Copy out every line of the data where the word "filename" is found.

(Stored data entries)
..............................

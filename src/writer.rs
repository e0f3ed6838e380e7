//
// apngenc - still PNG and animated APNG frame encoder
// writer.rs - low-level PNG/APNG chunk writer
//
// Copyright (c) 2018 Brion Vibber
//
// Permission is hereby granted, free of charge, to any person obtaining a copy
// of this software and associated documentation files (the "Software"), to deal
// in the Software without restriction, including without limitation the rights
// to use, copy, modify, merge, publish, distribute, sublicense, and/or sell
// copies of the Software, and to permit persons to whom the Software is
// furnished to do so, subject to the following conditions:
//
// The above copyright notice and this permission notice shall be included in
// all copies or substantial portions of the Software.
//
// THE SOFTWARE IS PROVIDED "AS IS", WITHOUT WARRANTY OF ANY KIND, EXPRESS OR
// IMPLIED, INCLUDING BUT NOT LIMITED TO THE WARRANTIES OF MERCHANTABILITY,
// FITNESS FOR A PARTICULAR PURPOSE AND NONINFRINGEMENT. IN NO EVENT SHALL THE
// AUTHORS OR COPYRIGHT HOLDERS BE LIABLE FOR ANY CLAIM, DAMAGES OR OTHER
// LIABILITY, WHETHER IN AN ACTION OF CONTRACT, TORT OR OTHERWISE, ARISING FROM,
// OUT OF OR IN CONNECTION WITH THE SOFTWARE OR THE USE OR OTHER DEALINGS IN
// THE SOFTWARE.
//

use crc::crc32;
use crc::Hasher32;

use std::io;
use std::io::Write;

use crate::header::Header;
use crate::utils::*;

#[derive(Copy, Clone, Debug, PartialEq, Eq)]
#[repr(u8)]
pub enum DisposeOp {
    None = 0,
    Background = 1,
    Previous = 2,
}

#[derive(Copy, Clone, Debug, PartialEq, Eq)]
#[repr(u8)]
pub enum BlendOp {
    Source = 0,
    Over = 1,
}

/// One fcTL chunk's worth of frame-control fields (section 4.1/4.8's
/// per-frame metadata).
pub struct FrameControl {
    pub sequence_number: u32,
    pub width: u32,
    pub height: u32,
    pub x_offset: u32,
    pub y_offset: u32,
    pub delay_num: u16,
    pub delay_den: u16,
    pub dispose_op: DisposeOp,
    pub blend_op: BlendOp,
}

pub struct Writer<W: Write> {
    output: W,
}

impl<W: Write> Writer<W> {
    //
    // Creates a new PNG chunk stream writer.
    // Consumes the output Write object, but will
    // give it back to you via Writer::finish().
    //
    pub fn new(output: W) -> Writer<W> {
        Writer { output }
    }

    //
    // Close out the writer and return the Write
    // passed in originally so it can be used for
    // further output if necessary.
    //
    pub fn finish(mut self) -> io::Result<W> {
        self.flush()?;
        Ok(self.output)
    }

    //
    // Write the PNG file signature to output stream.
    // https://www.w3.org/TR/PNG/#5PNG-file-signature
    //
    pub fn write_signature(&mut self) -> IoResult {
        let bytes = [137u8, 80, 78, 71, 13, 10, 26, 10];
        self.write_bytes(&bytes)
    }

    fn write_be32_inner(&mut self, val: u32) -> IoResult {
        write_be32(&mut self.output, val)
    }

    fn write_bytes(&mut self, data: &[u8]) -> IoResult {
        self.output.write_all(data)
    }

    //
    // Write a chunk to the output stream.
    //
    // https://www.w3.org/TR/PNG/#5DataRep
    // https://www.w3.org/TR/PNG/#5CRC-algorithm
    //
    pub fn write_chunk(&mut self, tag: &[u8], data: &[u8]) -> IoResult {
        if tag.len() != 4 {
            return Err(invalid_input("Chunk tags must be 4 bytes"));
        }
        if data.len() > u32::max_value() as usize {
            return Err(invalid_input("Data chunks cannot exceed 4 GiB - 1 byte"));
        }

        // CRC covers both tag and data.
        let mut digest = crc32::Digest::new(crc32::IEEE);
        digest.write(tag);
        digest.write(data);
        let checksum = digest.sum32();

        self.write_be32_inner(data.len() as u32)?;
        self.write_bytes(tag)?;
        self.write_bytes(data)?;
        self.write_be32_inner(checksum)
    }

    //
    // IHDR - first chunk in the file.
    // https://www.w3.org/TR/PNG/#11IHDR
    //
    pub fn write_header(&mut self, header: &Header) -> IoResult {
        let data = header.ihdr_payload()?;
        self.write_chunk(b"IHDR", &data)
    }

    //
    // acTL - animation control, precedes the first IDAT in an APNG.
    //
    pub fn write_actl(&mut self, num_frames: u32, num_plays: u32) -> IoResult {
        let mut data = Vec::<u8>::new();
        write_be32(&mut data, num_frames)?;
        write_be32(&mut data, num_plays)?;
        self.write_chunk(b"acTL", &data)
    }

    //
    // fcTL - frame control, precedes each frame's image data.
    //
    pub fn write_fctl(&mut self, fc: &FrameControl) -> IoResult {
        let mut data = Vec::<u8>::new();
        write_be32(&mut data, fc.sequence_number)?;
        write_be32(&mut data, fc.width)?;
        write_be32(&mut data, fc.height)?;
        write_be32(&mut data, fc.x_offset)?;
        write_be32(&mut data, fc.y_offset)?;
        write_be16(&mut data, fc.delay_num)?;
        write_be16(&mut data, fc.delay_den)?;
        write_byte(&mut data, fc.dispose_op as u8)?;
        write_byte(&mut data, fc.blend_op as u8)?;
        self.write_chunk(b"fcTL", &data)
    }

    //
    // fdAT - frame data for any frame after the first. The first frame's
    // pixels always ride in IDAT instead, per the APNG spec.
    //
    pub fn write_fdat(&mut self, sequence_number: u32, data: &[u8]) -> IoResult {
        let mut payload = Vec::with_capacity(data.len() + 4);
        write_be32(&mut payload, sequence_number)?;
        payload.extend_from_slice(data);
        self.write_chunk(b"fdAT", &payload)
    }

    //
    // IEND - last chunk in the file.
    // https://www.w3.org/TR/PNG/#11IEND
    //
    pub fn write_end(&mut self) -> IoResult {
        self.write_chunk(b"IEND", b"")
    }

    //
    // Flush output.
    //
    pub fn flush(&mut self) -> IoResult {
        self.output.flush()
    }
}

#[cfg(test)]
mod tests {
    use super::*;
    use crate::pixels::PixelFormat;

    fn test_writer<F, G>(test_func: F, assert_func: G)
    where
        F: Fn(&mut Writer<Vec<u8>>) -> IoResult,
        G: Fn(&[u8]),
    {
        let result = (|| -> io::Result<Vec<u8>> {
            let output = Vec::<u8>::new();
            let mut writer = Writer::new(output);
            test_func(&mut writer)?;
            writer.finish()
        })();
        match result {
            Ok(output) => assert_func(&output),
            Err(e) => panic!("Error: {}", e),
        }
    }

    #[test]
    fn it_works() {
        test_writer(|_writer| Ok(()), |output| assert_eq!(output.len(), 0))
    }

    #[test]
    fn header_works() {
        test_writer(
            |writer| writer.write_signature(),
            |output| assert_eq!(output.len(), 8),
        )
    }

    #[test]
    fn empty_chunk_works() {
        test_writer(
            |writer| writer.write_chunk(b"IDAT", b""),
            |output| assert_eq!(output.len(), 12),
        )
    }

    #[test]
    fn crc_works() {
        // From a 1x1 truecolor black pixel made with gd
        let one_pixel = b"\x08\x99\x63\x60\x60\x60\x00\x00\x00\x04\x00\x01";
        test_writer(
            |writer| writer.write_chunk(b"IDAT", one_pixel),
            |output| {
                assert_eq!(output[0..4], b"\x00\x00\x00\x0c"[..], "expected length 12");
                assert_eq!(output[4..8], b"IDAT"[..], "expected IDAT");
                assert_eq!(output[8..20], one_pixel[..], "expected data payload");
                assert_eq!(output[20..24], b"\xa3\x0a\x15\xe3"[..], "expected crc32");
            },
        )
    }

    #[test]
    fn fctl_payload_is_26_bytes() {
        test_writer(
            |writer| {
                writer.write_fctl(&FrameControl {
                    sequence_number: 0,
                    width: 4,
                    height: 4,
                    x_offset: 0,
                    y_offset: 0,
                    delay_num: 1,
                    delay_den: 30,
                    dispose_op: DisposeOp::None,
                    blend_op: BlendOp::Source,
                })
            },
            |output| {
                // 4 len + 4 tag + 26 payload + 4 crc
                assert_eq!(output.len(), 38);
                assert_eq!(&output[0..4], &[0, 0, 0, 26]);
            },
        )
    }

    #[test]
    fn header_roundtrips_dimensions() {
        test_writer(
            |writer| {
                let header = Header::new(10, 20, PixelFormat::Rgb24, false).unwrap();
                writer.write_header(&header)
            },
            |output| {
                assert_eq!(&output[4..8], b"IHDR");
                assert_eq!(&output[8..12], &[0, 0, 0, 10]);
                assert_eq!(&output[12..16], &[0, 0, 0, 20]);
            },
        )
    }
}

..............................

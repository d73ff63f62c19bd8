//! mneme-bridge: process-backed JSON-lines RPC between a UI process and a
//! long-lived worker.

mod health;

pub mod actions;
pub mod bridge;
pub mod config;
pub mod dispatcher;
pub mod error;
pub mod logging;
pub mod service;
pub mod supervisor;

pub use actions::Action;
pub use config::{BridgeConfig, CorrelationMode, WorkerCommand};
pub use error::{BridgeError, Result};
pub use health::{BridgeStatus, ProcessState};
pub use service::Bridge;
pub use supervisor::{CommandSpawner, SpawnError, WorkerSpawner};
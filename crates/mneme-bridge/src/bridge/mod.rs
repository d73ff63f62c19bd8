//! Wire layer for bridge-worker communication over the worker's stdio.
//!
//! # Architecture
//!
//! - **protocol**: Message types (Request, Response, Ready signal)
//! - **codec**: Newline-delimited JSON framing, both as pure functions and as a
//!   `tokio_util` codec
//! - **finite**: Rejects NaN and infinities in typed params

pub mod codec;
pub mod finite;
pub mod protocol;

..............................

• **Answer box**
filename src/writer.rs
filename crates/mneme-bridge/src/bridge/mod.rs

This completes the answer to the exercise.